Pools with 5 control or ACR-treated larvae were extracted by a method adapted from Gomez-Canela et al.61. Samples were spiked with 500 ng of isotope labeled solution of L-aspartic acid-15N (internal standard) and then, 500 μL of MeOH:H2O (90:10) were added to each pool and shaken. Three stainless steel beads (3 mm diameter) were placed in each sample and were homogenized using a bead mill homogenizer (TissueLyser LT, Qiagen) at 50 oscillations per min during 90 s. After this, samples were shaken at 4 °C for 20 min and then, centrifuged for 20 min at 13,000 rpm, also at 4 °C. The supernatant was filtered using 0.20 μM PTFE filters (DISMIC -13 JP, Advantec®) and stored at −80 °C until LC-MS/MS analysis. Neurotransmitters were measured using liquid chromatography connected to a triple quadrupole detector (Xevo TQD, Waters, USA) (LC-MS/MS). A Synergi Polar-RP 80 Å column (250 mm × 4.6 mm ID, particle size 4 µM, Phenomenex, Torrance, USA) was used to separate the target compounds. The mobile phase composition consisted of binary mixtures with 0.1% of formic acid in water (A) and 0.1% formic acid in MeOH (B). Gradient elution started at 95% A and 5% B in the first 2 min and increased to 30% B in 5 min. Then, gradient increased to 95% B in the next 13 min, and held for 5 min. Initial conditions to stabilize the system were attained in 5 min being 30 min the total run time. The flow rate was set at 600 µL min−1 and 10 µL were injected. Neurotransmitters were measured under positive electrospray ionization (ESI+). Flow injection analysis (FIA) was performed to obtain the optimum cone voltage (between 1 and 80 V) for the determination of the molecular ion and to obtain the optimum collision energies (between 1 and 50 eV) to determine at least two intense fragments. Finally, to identify each compound, acquisition was performed in selected reaction monitoring (SRM) mode using two transitions from precursor ion to product ions. More details about the chromatographic and mass spectral conditions have been submitted elsewhere. Experimental data were acquired and processed using the MassLynx v4.1 software package.

Data analysis

Data were analyzed with IBM SPSS 19.0 (Statistical Package 2010, Chicago, IL), using Student’s t-test or one-way ANOVA followed by Dunnett’s multiple comparison test. Data are presented as the mean ± sem of 2–3 independent experiments, unless otherwise stated. Significance was set at P < 0.05. Analysis of the qRT-PCR data, which was normally distributed (Levene’s test), was performed using the ΔΔCt method. Differences among the control and treated groups were analyzed by Student’s t-test.

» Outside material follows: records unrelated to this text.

use super::{ArmstrongFrederick, SingleHardness, ZeroBackstress};
use crate::base::{ParamSlip, ParamSlipModel};
use crate::StrError;
use russell_lab::Matrix;

/// Specifies the essential functions for slip (hardening) models
///
/// Arrays are stored with one row per material point:
///
/// * `state` -- (npts, n_state_vars)
/// * `rss` and `gamma_dots` -- (npts, n_slip)
pub trait SlipModelTrait: Send {
    /// Returns the number of state variables per material point
    fn n_state_vars(&self, n_slip: usize) -> usize;

    /// Computes the slip rates (gamma dots) from the state and the resolved shear stresses
    fn gamma_dots(&self, state: &Matrix, rss: &Matrix) -> Result<Matrix, StrError>;

    /// Computes the rate of the state variables
    fn state_derivative(&self, state: &Matrix, gamma_dots: &Matrix) -> Result<Matrix, StrError>;
}

/// Holds the actual slip model implementation
pub struct SlipModel {
    /// Holds the actual model implementation
    pub actual: Box<dyn SlipModelTrait>,
}

impl SlipModel {
    /// Allocates a new instance
    pub fn new(param: &ParamSlip) -> Self {
        let rate = RateLaw::new(param);
        let actual: Box<dyn SlipModelTrait> = match param.model {
            // Armstrong-Frederick model with a single hardness
            ParamSlipModel::SingleHardness { hh, hd, .. } => Box::new(SingleHardness::new(rate, hh, hd)),

            // Armstrong-Frederick model with zero backstress
            ParamSlipModel::ZeroBackstress { hh, hd, q12, .. } => Box::new(ZeroBackstress::new(rate, hh, hd, q12)),

            // Armstrong-Frederick model with hardness and backstress
            ParamSlipModel::ArmstrongFrederick { hh, hd, aa, ad, q12, .. } => {
                Box::new(ArmstrongFrederick::new(rate, hh, hd, aa, ad, q12))
            }
        };
        SlipModel { actual }
    }
}

/// Implements the power-law rate sensitivity shared by the slip models
///
/// ```text
/// γ̇ = γ̇₀ min(|Δτ/g|, (γ̇max/γ̇₀)^m)^(1/m) sign(Δτ)
/// ```
#[derive(Clone, Copy, Debug)]
pub struct RateLaw {
    /// Reference deformation rate γ̇₀
    pub gammadot0: f64,

    /// Rate dependence m
    pub m: f64,

    /// Cap on |Δτ/g| computed from the maximum slip rate
    pub ratio_max: Option<f64>,
}

impl RateLaw {
    /// Allocates a new instance
    pub fn new(param: &ParamSlip) -> Self {
        let (gammadot0, m) = param.model.rate_params();
        RateLaw {
            gammadot0,
            m,
            ratio_max: param.gammadot_max.map(|gdm| f64::powf(gdm / gammadot0, m)),
        }
    }

    /// Computes the slip rate given the effective shear stress Δτ and the hardness g
    pub fn gamma_dot(&self, dtau: f64, g: f64) -> f64 {
        let mut ratio = f64::abs(dtau / g);
        if let Some(rmax) = self.ratio_max {
            ratio = f64::min(ratio, rmax);
        }
        let sign = if dtau > 0.0 {
            1.0
        } else if dtau < 0.0 {
            -1.0
        } else {
            0.0
        };
        self.gammadot0 * f64::powf(ratio, 1.0 / self.m) * sign
    }
}

/// Returns the sum of |γ̇| of a material point
pub(crate) fn sum_abs_row(gamma_dots: &Matrix, p: usize) -> f64 {
    let (_, n_slip) = gamma_dots.dims();
    (0..n_slip).map(|a| f64::abs(gamma_dots.get(p, a))).sum()
}

////////////////////////////////////////////////////////////////////////////////////////////////////////////////////////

On the other hand, the autoscaled concentrations of neurotransmitters were represented in a heatmap plot with dendograms showing their hierarchical clustering (clustergram). Clustergram performs a hierarchical clustering analysis (HCA) of values and displays then heat map, with row and column dendrograms of the clustering. In our case, the rows in the input matrix were the neurotransmitter concentrations and columns, the samples. This heat map of the metabolite peak areas was calculated using the clustergram function in PLS Toolbox 7.3.1 (Eigenvector Research Inc., Wenatchee, WA, USA) from Matlab 2014a (Mathworks Inc. Natick, MA, USA)62,63.

Data availability

The mass spectrometry proteomics data have been deposited to the ProteomeXchange Consortium via the PRIDE partner repository with the dataset identifier PXD007169. The authors declare that all other data supporting the findings of this study are available within the manuscript and its Supplementary Information files or are available from the corresponding author upon request.